International Preoperative Rectal Cancer Management: Staging, Neoadjuvant Treatment, and Impact of Multidisciplinary Teams
Author(s) -
Augestad Knut M.,
Lindsetmo RolvOle,
Stulberg Jonah,
Reynolds Harry,
Senagore Anthony,
Champagne Brad,
Heriot Alexander G.,
Leblanc Fabien,
Delaney Conor P.
Publication year - 2010
Publication title -
world journal of surgery
Language(s) - English
Resource type - Journals
SCImago Journal Rank - 1.115
H-Index - 148
eISSN - 1432-2323
pISSN - 0364-2313
DOI - 10.1007/s00268-010-0738-3
Subject(s) - medicine , colorectal cancer , neoadjuvant therapy , vascular surgery , stage (stratigraphy) , cardiothoracic surgery , abdominal surgery , radiology , cancer , surgery , general surgery , cardiac surgery , paleontology , breast cancer , biology
Background Little is known regarding variations in preoperative treatment and practice for rectal cancer (RC) on an international level, yet practice variation may result in differences in recurrence and survival rates.
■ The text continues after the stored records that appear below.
use scribe_worker_lib::protocol::{
    Envelope, HostMessage, LoadingStatus, PartialTranscript, ProcessedChunk, ProgressEvent,
    SessionId, TranscriptUpdate, WorkerMessage,
};
use serde_json::json;

#[test]
fn inference_request_wire_format() {
    let request = HostMessage::InferenceRequest {
        session: SessionId(7),
        audio: vec![0.0, 0.5],
        model_id: "whisper-tiny.en".into(),
    };
    assert_eq!(
        serde_json::to_value(&request).unwrap(),
        json!({
            "type": "inference_request",
            "session": 7,
            "audio": [0.0, 0.5],
            "model_id": "whisper-tiny.en",
        })
    );
}

#[test]
fn unknown_host_kind_decodes_to_unknown() {
    let msg: HostMessage = serde_json::from_str(r#"{"type":"cancel","session":1}"#).unwrap();
    assert_eq!(msg, HostMessage::Unknown);
    assert_eq!(msg.kind(), "unknown");
}

#[test]
fn unknown_worker_kind_decodes_inside_envelope() {
    let env: Envelope = serde_json::from_str(r#"{"session":2,"type":"telemetry"}"#).unwrap();
    assert_eq!(env.session, SessionId(2));
    assert_eq!(env.message, WorkerMessage::Unknown);
}

#[test]
fn downloading_fields_are_flat() {
    let env = Envelope::new(
        SessionId(1),
        WorkerMessage::Downloading(ProgressEvent::new("vocab.txt", 25, 100)),
    );
    assert_eq!(
        serde_json::to_value(&env).unwrap(),
        json!({
            "session": 1,
            "type": "downloading",
            "file": "vocab.txt",
            "progress": 0.25,
            "loaded": 25,
            "total": 100,
        })
    );
}

#[test]
fn loading_status_is_snake_case() {
    let msg = WorkerMessage::loading(LoadingStatus::Success);
    assert_eq!(
        serde_json::to_value(&msg).unwrap(),
        json!({"type": "loading", "status": "success"})
    );

    let failed: WorkerMessage =
        serde_json::from_str(r#"{"type":"loading","status":"error","message":"no weights"}"#)
            .unwrap();
    assert!(failed.is_terminal());
}

#[test]
fn result_update_round_trips_through_envelope() {
    let env = Envelope::new(
        SessionId(9),
        WorkerMessage::Result(TranscriptUpdate {
            results: vec![ProcessedChunk {
                index: 0,
                text: "hello".into(),
                start: 0,
                end: 2,
            }],
            is_done: false,
            completed_until: 2,
        }),
    );
    let line = serde_json::to_string(&env).unwrap();
    assert!(line.contains(r#""type":"result""#));
    assert_eq!(serde_json::from_str::<Envelope>(&line).unwrap(), env);
}

#[test]
fn partial_result_accepts_missing_end() {
    let msg: WorkerMessage = serde_json::from_str(
        r#"{"type":"partial_result","result":{"text":"hel","start":4}}"#,
    )
    .unwrap();
    assert_eq!(
        msg,
        WorkerMessage::PartialResult {
            result: PartialTranscript {
                text: "hel".into(),
                start: 4,
                end: None,
            }
        }
    );
}

#[test]
fn session_ids_advance() {
    let first = SessionId(0);
    assert_eq!(first.next(), SessionId(1));
    assert_eq!(first.next().to_string(), "#1");
}
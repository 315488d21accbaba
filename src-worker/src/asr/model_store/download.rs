use std::fs;
use std::io::{Read, Write};
use std::path::{Path, PathBuf};
use std::time::Duration;

use crate::asr::recognizer::AsrError;
use crate::protocol::ProgressEvent;

use super::ModelSpec;

const CONNECT_TIMEOUT_SECS: u64 = 30;
const SNAPSHOT_NAME: &str = "downloaded";

/// Passes progress through only when the whole-percent value changes, plus
/// the first and final tick of each file.
#[derive(Debug, Default)]
pub struct PercentThrottle {
    last: Option<u64>,
}

impl PercentThrottle {
    pub fn should_emit(&mut self, loaded: u64, total: u64) -> bool {
        let percent = if total == 0 {
            0
        } else {
            (loaded.min(total) * 100) / total
        };
        let finished = total > 0 && loaded >= total;
        if self.last == Some(percent) && !finished {
            return false;
        }
        if finished && self.last == Some(100) {
            return false;
        }
        self.last = Some(percent);
        true
    }
}

/// Downloads `files` from `base_url` into `dir`, one attempt each.
pub fn download_files(
    base_url: &str,
    dir: &Path,
    files: &[String],
    on_progress: &mut dyn FnMut(ProgressEvent),
) -> Result<(), AsrError> {
    if files.is_empty() {
        return Ok(());
    }
    fs::create_dir_all(dir)?;

    let client = reqwest::blocking::Client::builder()
        .connect_timeout(Duration::from_secs(CONNECT_TIMEOUT_SECS))
        .build()
        .map_err(|e| AsrError::Download(format!("http client: {e}")))?;

    for file in files {
        let dest = dir.join(file);
        if let Some(parent) = dest.parent() {
            fs::create_dir_all(parent)?;
        }
        let url = format!("{base_url}/{file}");
        if let Err(err) = download_asset(&client, &url, file, &dest, on_progress) {
            log::error!("Model download failed: {err}");
            return Err(err);
        }
    }
    log::info!("Downloaded {} model file(s) into {}", files.len(), dir.display());
    Ok(())
}

pub(crate) fn download_snapshot(
    spec: &ModelSpec,
    root: &Path,
    on_progress: &mut dyn FnMut(ProgressEvent),
) -> Result<PathBuf, AsrError> {
    let download_dir = root.join("snapshots").join(SNAPSHOT_NAME);
    fs::create_dir_all(&download_dir)?;

    let missing: Vec<String> = spec
        .files
        .iter()
        .filter(|file| !download_dir.join(file).exists())
        .map(|file| (*file).to_string())
        .collect();
    download_files(&spec.base_url(), &download_dir, &missing, on_progress)?;

    write_refs_main(root, SNAPSHOT_NAME)?;
    Ok(download_dir)
}

fn write_refs_main(root: &Path, snapshot_name: &str) -> Result<(), AsrError> {
    let refs_dir = root.join("refs");
    fs::create_dir_all(&refs_dir)?;
    fs::write(refs_dir.join("main"), snapshot_name)
        .map_err(|e| AsrError::Download(format!("write refs/main: {e}")))
}

fn download_asset(
    client: &reqwest::blocking::Client,
    url: &str,
    file: &str,
    dest: &Path,
    on_progress: &mut dyn FnMut(ProgressEvent),
) -> Result<(), AsrError> {
    let tmp = dest.with_extension("download");
    log::info!("Downloading {url} to {}", dest.display());

    let result = fetch_to(client, url, file, &tmp, on_progress);
    match result {
        Ok(()) => {
            fs::rename(&tmp, dest)?;
            Ok(())
        }
        Err(err) => {
            if tmp.exists() {
                let _ = fs::remove_file(&tmp);
            }
            Err(err)
        }
    }
}

fn fetch_to(
    client: &reqwest::blocking::Client,
    url: &str,
    file: &str,
    tmp: &Path,
    on_progress: &mut dyn FnMut(ProgressEvent),
) -> Result<(), AsrError> {
    let mut response = client
        .get(url)
        .send()
        .map_err(|e| AsrError::Download(format!("{url}: {e}")))?;
    let status = response.status();
    if !status.is_success() {
        return Err(AsrError::Download(format!(
            "{url}: unexpected status {status}"
        )));
    }

    let total_size = response.content_length().unwrap_or(0);
    let mut downloaded: u64 = 0;
    let mut throttle = PercentThrottle::default();
    let mut out = fs::File::create(tmp)?;
    let mut buffer = [0; 8192];

    if throttle.should_emit(0, total_size) {
        on_progress(ProgressEvent::new(file, 0, total_size));
    }

    loop {
        let bytes_read = response
            .read(&mut buffer)
            .map_err(|e| AsrError::Download(format!("{url}: read failed: {e}")))?;
        if bytes_read == 0 {
            break;
        }

        out.write_all(&buffer[..bytes_read])
            .map_err(|e| AsrError::Download(format!("{url}: write failed: {e}")))?;

        downloaded += bytes_read as u64;
        if throttle.should_emit(downloaded, total_size) {
            on_progress(ProgressEvent::new(file, downloaded, total_size));
        }
    }

    if total_size > 0 && downloaded != total_size {
        return Err(AsrError::Download(format!(
            "{url}: incomplete download, expected {total_size} bytes, got {downloaded}"
        )));
    }
    out.flush()?;
    Ok(())
}
use thiserror::Error;

use crate::asr::AsrError;

/// Failures of one worker session or of the worker's transport.
#[derive(Error, Debug)]
pub enum WorkerError {
    #[error("Pipeline load failed: {0}")]
    PipelineLoad(#[source] AsrError),

    #[error("Decoding failed: {0}")]
    Decode(#[source] AsrError),

    #[error("Malformed message: {0}")]
    MalformedMessage(String),

    #[error("Transport: {0}")]
    Transport(#[from] std::io::Error),

    #[error("Serialization: {0}")]
    Serde(#[from] serde_json::Error),

    #[error("Worker disconnected")]
    Disconnected,
}

impl WorkerError {
    /// Text sent to the host in an `Error` message.
    pub fn user_message(&self) -> String {
        match self {
            Self::PipelineLoad(err) | Self::Decode(err) => {
                format!("{} ({err})", err.user_message())
            }
            other => other.to_string(),
        }
    }

    pub fn is_fatal_to_session(&self) -> bool {
        matches!(self, Self::PipelineLoad(_) | Self::Decode(_))
    }
}

impl serde::Serialize for WorkerError {
    fn serialize<S>(&self, serializer: S) -> Result<S::Ok, S::Error>
    where
        S: serde::Serializer,
    {
        serializer.serialize_str(&self.to_string())
    }
}
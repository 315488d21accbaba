mod common;

use std::sync::Arc;

use common::{scripted_segments, whisper_config, NumberTokenizer, SR};
use scribe_worker_lib::asr::Beam;
use scribe_worker_lib::protocol::{ProcessedChunk, WorkerMessage};
use scribe_worker_lib::streaming::{
    DecodedSpan, GenerationTracker, RawChunk, RawSegment, Stride, TrackerConfig,
};

fn tracker() -> GenerationTracker {
    GenerationTracker::new(
        Arc::new(NumberTokenizer),
        &whisper_config(),
        TrackerConfig::default(),
    )
}

fn window(offset_s: usize, len_s: usize, left_s: usize, right_s: usize) -> RawChunk {
    let is_last = right_s == 0;
    RawChunk {
        offset: offset_s * SR,
        stride: Stride {
            chunk_len: len_s * SR,
            left: left_s * SR,
            right: right_s * SR,
        },
        is_last,
        segments: scripted_segments(offset_s * SR, len_s * SR, is_last),
    }
}

fn sixty_five_seconds() -> Vec<RawChunk> {
    vec![window(0, 30, 0, 5), window(20, 30, 5, 5), window(40, 25, 5, 0)]
}

fn results(message: Option<WorkerMessage>) -> Vec<ProcessedChunk> {
    match message {
        Some(WorkerMessage::Result(update)) => {
            assert!(!update.is_done);
            update.results
        }
        other => panic!("expected a result update, got {other:?}"),
    }
}

#[test]
fn results_are_sorted_and_well_formed() {
    let mut tracker = tracker();
    for chunk in sixty_five_seconds() {
        let chunks = results(tracker.on_chunk_boundary(chunk));
        for (i, chunk) in chunks.iter().enumerate() {
            assert_eq!(chunk.index, i);
            assert!(chunk.start <= chunk.end, "{chunk:?}");
        }
        assert!(chunks.windows(2).all(|w| w[0].start <= w[1].start));
    }

    let texts: Vec<_> = tracker
        .processed_chunks()
        .iter()
        .map(|c| c.text.clone())
        .collect();
    let expected: Vec<_> = (0..65).map(|k| format!("w{k}")).collect();
    assert_eq!(texts, expected);
    assert_eq!(tracker.completed_until(), 65);
}

#[test]
fn misaligned_and_out_of_order_windows_stay_sorted() {
    let mut tracker = tracker();
    let history = vec![
        window(0, 30, 0, 5),
        // No left stride: overlaps audio the first window already owns.
        window(10, 30, 0, 5),
        window(50, 15, 5, 0),
        // Arrives after a later window.
        window(30, 30, 5, 5),
    ];

    for chunk in history {
        let chunks = results(tracker.on_chunk_boundary(chunk));
        for chunk in &chunks {
            assert!(chunk.start <= chunk.end, "{chunk:?}");
        }
        assert!(
            chunks.windows(2).all(|w| w[0].start <= w[1].start),
            "unsorted {:?}",
            chunks.iter().map(|c| c.start).collect::<Vec<_>>()
        );
        let mut texts: Vec<_> = chunks.iter().map(|c| c.text.clone()).collect();
        texts.dedup();
        assert_eq!(texts.len(), chunks.len(), "duplicate words in {chunks:?}");
    }
}

#[test]
fn reconciliation_is_idempotent() {
    let mut first = tracker();
    let mut second = tracker();
    let mut last = (Vec::new(), Vec::new());
    for chunk in sixty_five_seconds() {
        last.0 = results(first.on_chunk_boundary(chunk.clone()));
        last.1 = results(second.on_chunk_boundary(chunk));
    }
    assert_eq!(last.0, last.1);
}

#[test]
fn watermark_advances_with_each_window() {
    let mut tracker = tracker();
    let marks: Vec<_> = sixty_five_seconds()
        .into_iter()
        .map(|chunk| match tracker.on_chunk_boundary(chunk) {
            Some(WorkerMessage::Result(update)) => update.completed_until,
            other => panic!("unexpected {other:?}"),
        })
        .collect();
    assert_eq!(marks, vec![30, 50, 65]);
}

#[test]
fn open_end_falls_back_to_stride_share() {
    let tracker = tracker();
    let span = DecodedSpan {
        text: " hello".into(),
        start: 2.3,
        end: None,
    };
    let chunk = tracker.process_span(&span, 0);
    assert_eq!((chunk.start, chunk.end), (2, 7));
}

#[test]
fn fallback_factor_is_tunable() {
    let tracker = GenerationTracker::new(
        Arc::new(NumberTokenizer),
        &whisper_config(),
        TrackerConfig {
            end_fallback_factor: 0.5,
            ..TrackerConfig::default()
        },
    );
    let span = DecodedSpan {
        text: "x".into(),
        start: 10.0,
        end: None,
    };
    assert_eq!(tracker.process_span(&span, 3).end, 13);
}

#[test]
fn open_trailing_segment_in_a_live_window_gets_fallback_end() {
    let mut tracker = tracker();
    let chunk = RawChunk {
        offset: 0,
        stride: Stride {
            chunk_len: 30 * SR,
            left: 0,
            right: 5 * SR,
        },
        is_last: false,
        segments: vec![
            RawSegment::new(" done", 0, Some(50)),
            RawSegment::new(" cut", 1400, None),
        ],
    };
    let chunks = results(tracker.on_chunk_boundary(chunk));
    assert_eq!(chunks[1].start, 28);
    assert_eq!(chunks[1].end, 33);
    assert_eq!(tracker.completed_until(), 33);
}

#[test]
fn previews_are_throttled_to_every_tenth_step() {
    let mut tracker = tracker();
    let beams = vec![Beam {
        output_token_ids: vec![0, 7, 9],
        score: -1.0,
    }];
    let previews: Vec<_> = (0..25)
        .filter_map(|_| tracker.on_decode_step(&beams))
        .collect();
    assert_eq!(previews.len(), 2);
    for preview in previews {
        match preview {
            WorkerMessage::PartialResult { result } => {
                assert_eq!(result.text, "t7 t9");
                assert_eq!(result.start, 0);
                assert_eq!(result.end, None);
            }
            other => panic!("unexpected {other:?}"),
        }
    }
}

#[test]
fn preview_starts_at_watermark() {
    let mut tracker = tracker();
    tracker.on_chunk_boundary(window(0, 30, 0, 5));
    let beams = vec![Beam {
        output_token_ids: vec![1],
        score: 0.0,
    }];
    let preview = (0..10).find_map(|_| tracker.on_decode_step(&beams));
    match preview {
        Some(WorkerMessage::PartialResult { result }) => assert_eq!(result.start, 30),
        other => panic!("unexpected {other:?}"),
    }
}

#[test]
fn step_counter_is_per_tracker() {
    let beams = vec![Beam {
        output_token_ids: vec![1],
        score: 0.0,
    }];
    let mut first = tracker();
    for _ in 0..9 {
        assert!(first.on_decode_step(&beams).is_none());
    }
    let mut second = tracker();
    assert!(second.on_decode_step(&beams).is_none());
    assert!(first.on_decode_step(&beams).is_some());
}

#[test]
fn completion_ends_the_session() {
    let mut tracker = tracker();
    assert_eq!(tracker.on_inference_complete(), WorkerMessage::InferenceDone);
    assert!(tracker.on_chunk_boundary(window(0, 12, 0, 0)).is_none());
    assert!(tracker
        .on_decode_step(&[Beam {
            output_token_ids: vec![1],
            score: 0.0
        }])
        .is_none());
}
Methods One hundred seventy‐three international colorectal centers were invited to participate in a survey of preoperative management of rectal cancer. Results One hundred twenty‐three (71%) responded, with a majority of respondents from North America, Europe, and Asia. Ninety‐three percent have more than 5 years’ experience with rectal cancer surgery. Fifty‐five percent use CT scan, 35% MRI, 29% ERUS, 12% digital rectal examination and 1% PET scan in all RC cases. Seventy‐four percent consider threatened circumferential margin (CRM) an indication for neoadjuvant treatment. Ninety‐two percent prefer 5‐FU‐based long‐course neoadjuvant chemoradiation therapy (CRT). A significant difference in practice exists between the US and non‐US surgeons: poor histological differentiation as an indication for CRT (25% vs. 7.0%, p = 0.008), CRT for stage II and III rectal cancer (92% vs. 43%, p = 0.0001), MRI for all RC patients (20% vs. 42%, p = 0.03), and ERUS for all RC patients (43% vs. 21%, p = 0.01). Multidisciplinary team meetings significantly influence decisions for MRI (RR = 3.62), neoadjuvant treatment (threatened CRM, RR = 5.67, stage II + III RR = 2.98), quality of pathology report (RR = 4.85), and sphincter‐saving surgery (RR = 3.81). Conclusions There was little consensus on staging, neoadjuvant treatment, and preoperative management of rectal cancer. Regular multidisciplinary team meetings influence decisions about neoadjuvant treatment and staging methods.